### Work required
Give back nothing but the number of lines in these entries that contain the word "feature".

### Task input
- - - - -

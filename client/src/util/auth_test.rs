use super::*;
use crate::net::types::{User, UserRole};

fn user(role: &str) -> User {
    User {
        id: "u1".to_owned(),
        email: "u1@example.com".to_owned(),
        username: "ada".to_owned(),
        role: UserRole::from(role),
        is_verified: true,
        avatar: None,
        profile_picture: None,
        created_at: None,
        updated_at: None,
    }
}

fn signed_in(role: &str) -> AuthState {
    AuthState { user: Some(user(role)), authenticated: true, loading: false, update_loading: false }
}

fn signed_out() -> AuthState {
    AuthState { loading: false, ..AuthState::default() }
}

// =============================================================
// auth_guard_decision
// =============================================================

#[test]
fn waits_while_loading_regardless_of_other_fields() {
    let mut state = signed_in("user");
    state.loading = true;
    assert_eq!(auth_guard_decision(&state, "/dashboard", &["admin"]), GuardDecision::Wait);
    assert_eq!(auth_guard_decision(&AuthState::default(), "/dashboard", &[]), GuardDecision::Wait);
}

#[test]
fn unauthenticated_redirects_to_login() {
    assert_eq!(auth_guard_decision(&signed_out(), "/profile", &[]), GuardDecision::Redirect(LOGIN_PATH));
}

#[test]
fn unauthenticated_on_auth_pages_renders_blank() {
    assert_eq!(auth_guard_decision(&signed_out(), "/login", &[]), GuardDecision::Blank);
    assert_eq!(auth_guard_decision(&signed_out(), "/signup", &[]), GuardDecision::Blank);
}

#[test]
fn authenticated_without_user_waits() {
    let state = AuthState { authenticated: true, loading: false, ..AuthState::default() };
    assert_eq!(auth_guard_decision(&state, "/dashboard", &[]), GuardDecision::Wait);
}

#[test]
fn admin_only_route_renders_for_admin_and_redirects_user() {
    assert_eq!(auth_guard_decision(&signed_in("admin"), "/admin", &["admin"]), GuardDecision::Render);
    assert_eq!(
        auth_guard_decision(&signed_in("user"), "/admin", &["admin"]),
        GuardDecision::Redirect(NOT_AUTHORIZED_PATH)
    );
}

#[test]
fn role_list_is_matched_exactly() {
    let roles = ["admin", "super-admin"];
    assert_eq!(auth_guard_decision(&signed_in("super-admin"), "/x", &roles), GuardDecision::Render);
    assert_eq!(
        auth_guard_decision(&signed_in("editor"), "/x", &roles),
        GuardDecision::Redirect(NOT_AUTHORIZED_PATH)
    );
}

#[test]
fn empty_role_list_admits_any_user() {
    assert_eq!(auth_guard_decision(&signed_in("user"), "/profile", &[]), GuardDecision::Render);
}

// =============================================================
// guest_guard_decision
// =============================================================

#[test]
fn guest_guard_waits_redirects_or_renders() {
    assert_eq!(guest_guard_decision(&AuthState::default()), GuardDecision::Wait);
    assert_eq!(guest_guard_decision(&signed_in("user")), GuardDecision::Redirect(DASHBOARD_PATH));
    assert_eq!(guest_guard_decision(&signed_out()), GuardDecision::Render);
}
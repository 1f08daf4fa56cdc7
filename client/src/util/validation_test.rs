use super::*;

#[test]
fn email_shape_accepts_common_addresses() {
    assert!(is_valid_email("ada@example.com"));
    assert!(is_valid_email("a.b+tag@mail.example.co"));
    assert!(is_valid_email("x@y.z"));
}

#[test]
fn email_shape_rejects_malformed_addresses() {
    for bad in ["", "ada", "ada@", "@example.com", "ada@example", "ada@.com", "ada@example.", "a b@c.d", "a@b@c.d"] {
        assert!(!is_valid_email(bad), "{bad:?} should be rejected");
    }
}

#[test]
fn check_email_trims_before_validating() {
    assert_eq!(check_email("  ada@example.com "), Ok(()));
    assert!(check_email("nope").is_err());
}

#[test]
fn password_rules() {
    assert_eq!(check_passwords_match("abc123", "abc123"), Ok(()));
    assert_eq!(check_passwords_match("abc123", "abc124"), Err("Passwords do not match"));
    assert!(check_password_length("12345").is_err());
    assert_eq!(check_password_length("123456"), Ok(()));
    assert_eq!(check_password_length("ééééé"), Err("Password must be at least 6 characters"));
}

#[test]
fn username_must_not_be_blank() {
    assert!(check_username("   ").is_err());
    assert_eq!(check_username("ada"), Ok(()));
}

#[test]
fn signup_reports_first_failure() {
    assert_eq!(validate_signup("", "bad", "1", "2"), Err("Username cannot be empty"));
    assert_eq!(validate_signup("ada", "bad", "1", "2"), Err("Please enter a valid email address."));
    assert_eq!(validate_signup("ada", "a@b.co", "123456", "654321"), Err("Passwords do not match"));
    assert_eq!(validate_signup("ada", "a@b.co", "123", "123"), Err("Password must be at least 6 characters"));
    assert_eq!(validate_signup("ada", "a@b.co", "123456", "123456"), Ok(()));
}

#[test]
fn password_change_requires_all_fields() {
    assert_eq!(validate_password_change("", "x", "x"), Err("Current password is required"));
    assert_eq!(validate_password_change("old", "", ""), Err("New password and confirmation are required"));
    assert_eq!(validate_password_change("old", "newpass", "newpas"), Err("Passwords do not match"));
    assert_eq!(validate_password_change("old", "newpass", "newpass"), Ok(()));
}
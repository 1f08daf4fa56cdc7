//! Host capabilities resolved once at startup.
//!
//! SYSTEM CONTEXT
//! ==============
//! Session and auth logic never probes for `window` on its own. The root
//! component builds a single [`Host`] and every store receives it, so the same
//! code runs in the browser, during SSR (headless), and under unit tests with
//! in-memory doubles.

#[cfg(test)]
#[path = "host_test.rs"]
mod host_test;

use std::collections::HashMap;
use std::sync::{Arc, Mutex, PoisonError};
use std::time::Duration;

/// Which environment the app is running in.
#[derive(Clone, Copy, Debug, PartialEq, Eq)]
pub enum HostKind {
    /// A browser with storage, timers and navigation.
    Browser,
    /// Server-side rendering or any context without browser primitives.
    Headless,
}

/// A string key/value persistence area (`localStorage`-like).
pub trait StorageArea: Send + Sync {
    fn get(&self, key: &str) -> Option<String>;
    fn set(&self, key: &str, value: &str);
    fn remove(&self, key: &str);
}

/// Wall-clock source.
pub trait Clock: Send + Sync {
    /// Milliseconds since the Unix epoch.
    fn now_millis(&self) -> i64;

    /// Whole seconds since the Unix epoch.
    fn now_secs(&self) -> i64 {
        self.now_millis().div_euclid(1000)
    }
}

/// Handle to a scheduled one-shot task.
#[derive(Clone, Copy, Debug, PartialEq, Eq, Hash)]
pub struct TimerId(pub u64);

/// Deferred work run by a [`Scheduler`].
pub type Task = Box<dyn FnOnce() + Send + 'static>;

/// One-shot timer facility (`setTimeout`-like).
pub trait Scheduler: Send + Sync {
    fn schedule(&self, delay: Duration, task: Task) -> TimerId;
    fn cancel(&self, id: TimerId);
}

/// Full-page navigation and the blocking dialog shown before it.
pub trait Navigator: Send + Sync {
    fn navigate(&self, path: &str);

    /// Show `message` and block until acknowledged. Must survive a following
    /// `navigate`, which reloads the app and drops in-memory state.
    fn alert(&self, message: &str);
}

/// Bundle of capabilities injected into stores and the session controller.
#[derive(Clone)]
pub struct Host {
    pub kind: HostKind,
    /// Survives browser restarts (`localStorage`).
    pub durable: Arc<dyn StorageArea>,
    /// Scoped to the tab (`sessionStorage`).
    pub session: Arc<dyn StorageArea>,
    pub clock: Arc<dyn Clock>,
    pub scheduler: Arc<dyn Scheduler>,
    pub navigator: Arc<dyn Navigator>,
}

impl Host {
    /// Host without browser primitives. Storage is in-memory and timers and
    /// navigation are inert.
    pub fn headless() -> Self {
        Self {
            kind: HostKind::Headless,
            durable: Arc::new(MemoryArea::default()),
            session: Arc::new(MemoryArea::default()),
            clock: Arc::new(SystemClock),
            scheduler: Arc::new(InertScheduler),
            navigator: Arc::new(InertNavigator),
        }
    }

    /// Resolve the host for the current process: the browser when compiled
    /// for hydration and a `window` exists, headless otherwise.
    pub fn detect() -> Self {
        #[cfg(feature = "hydrate")]
        {
            if let Some(host) = super::host_browser::browser_host() {
                return host;
            }
        }
        Self::headless()
    }

    pub fn is_browser(&self) -> bool {
        self.kind == HostKind::Browser
    }
}

/// In-memory storage area used headless and in tests.
#[derive(Default)]
pub struct MemoryArea {
    items: Mutex<HashMap<String, String>>,
}

impl MemoryArea {
    pub fn len(&self) -> usize {
        self.items.lock().unwrap_or_else(PoisonError::into_inner).len()
    }

    pub fn is_empty(&self) -> bool {
        self.len() == 0
    }
}

impl StorageArea for MemoryArea {
    fn get(&self, key: &str) -> Option<String> {
        self.items
            .lock()
            .unwrap_or_else(PoisonError::into_inner)
            .get(key)
            .cloned()
    }

    fn set(&self, key: &str, value: &str) {
        self.items
            .lock()
            .unwrap_or_else(PoisonError::into_inner)
            .insert(key.to_owned(), value.to_owned());
    }

    fn remove(&self, key: &str) {
        self.items.lock().unwrap_or_else(PoisonError::into_inner).remove(key);
    }
}

/// Clock backed by `SystemTime`.
pub struct SystemClock;

impl Clock for SystemClock {
    fn now_millis(&self) -> i64 {
        std::time::SystemTime::now()
            .duration_since(std::time::UNIX_EPOCH)
            .map_or(0, |d| i64::try_from(d.as_millis()).unwrap_or(i64::MAX))
    }
}

/// Scheduler that never runs anything.
pub struct InertScheduler;

impl Scheduler for InertScheduler {
    fn schedule(&self, _delay: Duration, _task: Task) -> TimerId {
        TimerId(0)
    }

    fn cancel(&self, _id: TimerId) {}
}

/// Navigator that ignores requests.
pub struct InertNavigator;

impl Navigator for InertNavigator {
    fn navigate(&self, path: &str) {
        log::debug!("headless navigation to {path} ignored");
    }

    fn alert(&self, message: &str) {
        log::info!("headless alert: {message}");
    }
}
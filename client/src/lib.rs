//! # inkpost-client
//!
//! Leptos + WASM front-end for the Inkpost blog platform.
//!
//! The crate holds the pages, components, the framework-free auth and blog
//! stores, the bearer-token session layer, and the HTTP client for the
//! external blog backend. The `inkpost` binary renders it with SSR; the
//! `hydrate` entry point below takes over in the browser.

pub mod app;
pub mod components;
pub mod config;
pub mod net;
pub mod pages;
pub mod session;
pub mod state;
pub mod util;

#[cfg(test)]
mod test_support;

/// WASM entry point: installs console logging and hydrates the SSR markup.
#[cfg(feature = "hydrate")]
#[wasm_bindgen::prelude::wasm_bindgen]
pub fn hydrate() {
    console_error_panic_hook::set_once();
    let _ = console_log::init_with_level(log::Level::Debug);
    leptos::mount::hydrate_body(app::App);
}
//! Admin moderation queue.

use leptos::prelude::*;
use leptos::tachys::view::any_view::IntoAny;

use crate::app::Services;
use crate::components::loader::Loader;
use crate::net::types::Blog;
use crate::state::auth::AuthState;
use crate::state::blogs::{BlogState, Verdict};

#[component]
pub fn PendingBlogsPage() -> impl IntoView {
    let services = expect_context::<Services>();
    let blogs = expect_context::<RwSignal<BlogState>>();

    {
        let store = services.blogs.clone();
        Effect::new(move || {
            let store = store.clone();
            leptos::task::spawn_local(async move { store.fetch_pending_blogs().await });
        });
    }

    view! {
        <div class="pending-page">
            <h1>"Pending posts"</h1>
            {move || {
                let state = blogs.get();
                if state.loading && state.pending.is_empty() {
                    view! { <Loader/> }.into_any()
                } else if state.pending.is_empty() {
                    view! { <p class="pending-page__empty">"Nothing waiting for review."</p> }.into_any()
                } else {
                    view! {
                        <table class="pending-table">
                            <thead>
                                <tr>
                                    <th>"Title"</th>
                                    <th>"Submitted"</th>
                                    <th>"Actions"</th>
                                </tr>
                            </thead>
                            <tbody>
                                <For
                                    each=move || blogs.get().pending
                                    key=|blog| blog.id.clone()
                                    children=move |blog| view! { <PendingRow blog=blog/> }
                                />
                            </tbody>
                        </table>
                    }
                        .into_any()
                }
            }}
        </div>
    }
}

#[component]
fn PendingRow(blog: Blog) -> impl IntoView {
    let services = expect_context::<Services>();
    let auth = expect_context::<RwSignal<AuthState>>();
    let busy = RwSignal::new(false);
    let Blog { id, title, createdat, .. } = blog;
    let href = format!("/blogs/{id}");
    let submitted = createdat.unwrap_or_default();

    let decide = move |verdict: Verdict| {
        if busy.get() {
            return;
        }
        busy.set(true);
        let store = services.blogs.clone();
        let id = id.clone();
        let admin = auth.with_untracked(|state| state.user.as_ref().map(|user| user.username.clone()));
        leptos::task::spawn_local(async move {
            match verdict {
                Verdict::Approve => store.approve_blog(&id, admin.as_deref()).await,
                Verdict::Reject => store.reject_blog(&id, admin.as_deref()).await,
            }
            busy.set(false);
        });
    };
    let approve = decide.clone();

    view! {
        <tr>
            <td>
                <a href=href>{title}</a>
            </td>
            <td>{submitted}</td>
            <td>
                <button on:click=move |_| approve(Verdict::Approve) disabled=move || busy.get()>
                    "Approve"
                </button>
                <button on:click=move |_| decide(Verdict::Reject) disabled=move || busy.get()>
                    "Reject"
                </button>
            </td>
        </tr>
    }
}
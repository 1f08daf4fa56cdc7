//! Transient user-visible notices (toasts).
//!
//! Stores push notices here instead of rendering anything themselves; the
//! `NoticeTray` component shows them and dismisses each after a timeout.

#[cfg(test)]
#[path = "notices_test.rs"]
mod notices_test;

use super::store::Store;

/// How long a notice stays on screen.
pub const NOTICE_DURATION_MS: u32 = 4000;

/// Upper bound on simultaneously visible notices; the oldest is dropped.
pub const MAX_NOTICES: usize = 5;

#[derive(Clone, Copy, Debug, PartialEq, Eq)]
pub enum NoticeKind {
    Success,
    Error,
    Info,
}

impl NoticeKind {
    pub fn css_modifier(self) -> &'static str {
        match self {
            Self::Success => "notice--success",
            Self::Error => "notice--error",
            Self::Info => "notice--info",
        }
    }
}

#[derive(Clone, Debug, PartialEq, Eq)]
pub struct Notice {
    pub id: u64,
    pub kind: NoticeKind,
    pub message: String,
}

#[derive(Clone, Debug, Default, PartialEq, Eq)]
pub struct NoticeState {
    pub items: Vec<Notice>,
    next_id: u64,
}

/// Handle for pushing and dismissing notices.
#[derive(Clone)]
pub struct Notices {
    store: Store<NoticeState>,
}

impl Default for Notices {
    fn default() -> Self {
        Self::new()
    }
}

impl Notices {
    pub fn new() -> Self {
        Self { store: Store::new(NoticeState::default()) }
    }

    pub fn store(&self) -> &Store<NoticeState> {
        &self.store
    }

    pub fn success(&self, message: impl Into<String>) -> u64 {
        self.push(NoticeKind::Success, message.into())
    }

    pub fn error(&self, message: impl Into<String>) -> u64 {
        self.push(NoticeKind::Error, message.into())
    }

    pub fn info(&self, message: impl Into<String>) -> u64 {
        self.push(NoticeKind::Info, message.into())
    }

    pub fn dismiss(&self, id: u64) {
        self.store.update(|state| state.items.retain(|notice| notice.id != id));
    }

    pub fn items(&self) -> Vec<Notice> {
        self.store.with(|state| state.items.clone())
    }

    fn push(&self, kind: NoticeKind, message: String) -> u64 {
        let mut id = 0;
        self.store.update(|state| {
            state.next_id += 1;
            id = state.next_id;
            state.items.push(Notice { id, kind, message });
            if state.items.len() > MAX_NOTICES {
                let overflow = state.items.len() - MAX_NOTICES;
                state.items.drain(..overflow);
            }
        });
        id
    }
}
//! Toast tray for [`Notices`](crate::state::notices::Notices).
//!
//! Each notice dismisses itself after `NOTICE_DURATION_MS` in the browser;
//! server renders show whatever is queued and never schedule anything.

use leptos::prelude::*;

use crate::app::Services;
use crate::state::notices::{Notice, NoticeState};

#[component]
pub fn NoticeTray() -> impl IntoView {
    let notices = expect_context::<RwSignal<NoticeState>>();

    view! {
        <div class="notice-tray" aria-live="polite">
            <For
                each=move || notices.get().items
                key=|notice| notice.id
                children=move |notice| view! { <NoticeItem notice=notice/> }
            />
        </div>
    }
}

#[component]
fn NoticeItem(notice: Notice) -> impl IntoView {
    let handle = expect_context::<Services>().notices;
    let id = notice.id;

    #[cfg(feature = "hydrate")]
    {
        let handle = handle.clone();
        gloo_timers::callback::Timeout::new(crate::state::notices::NOTICE_DURATION_MS, move || handle.dismiss(id))
            .forget();
    }

    view! {
        <div class=format!("notice {}", notice.kind.css_modifier()) role="alert">
            <span class="notice__message">{notice.message}</span>
            <button
                class="notice__close"
                title="Dismiss"
                aria-label="Dismiss"
                on:click=move |_| handle.dismiss(id)
            >
                "✕"
            </button>
        </div>
    }
}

- - - - -

### Response to this task
3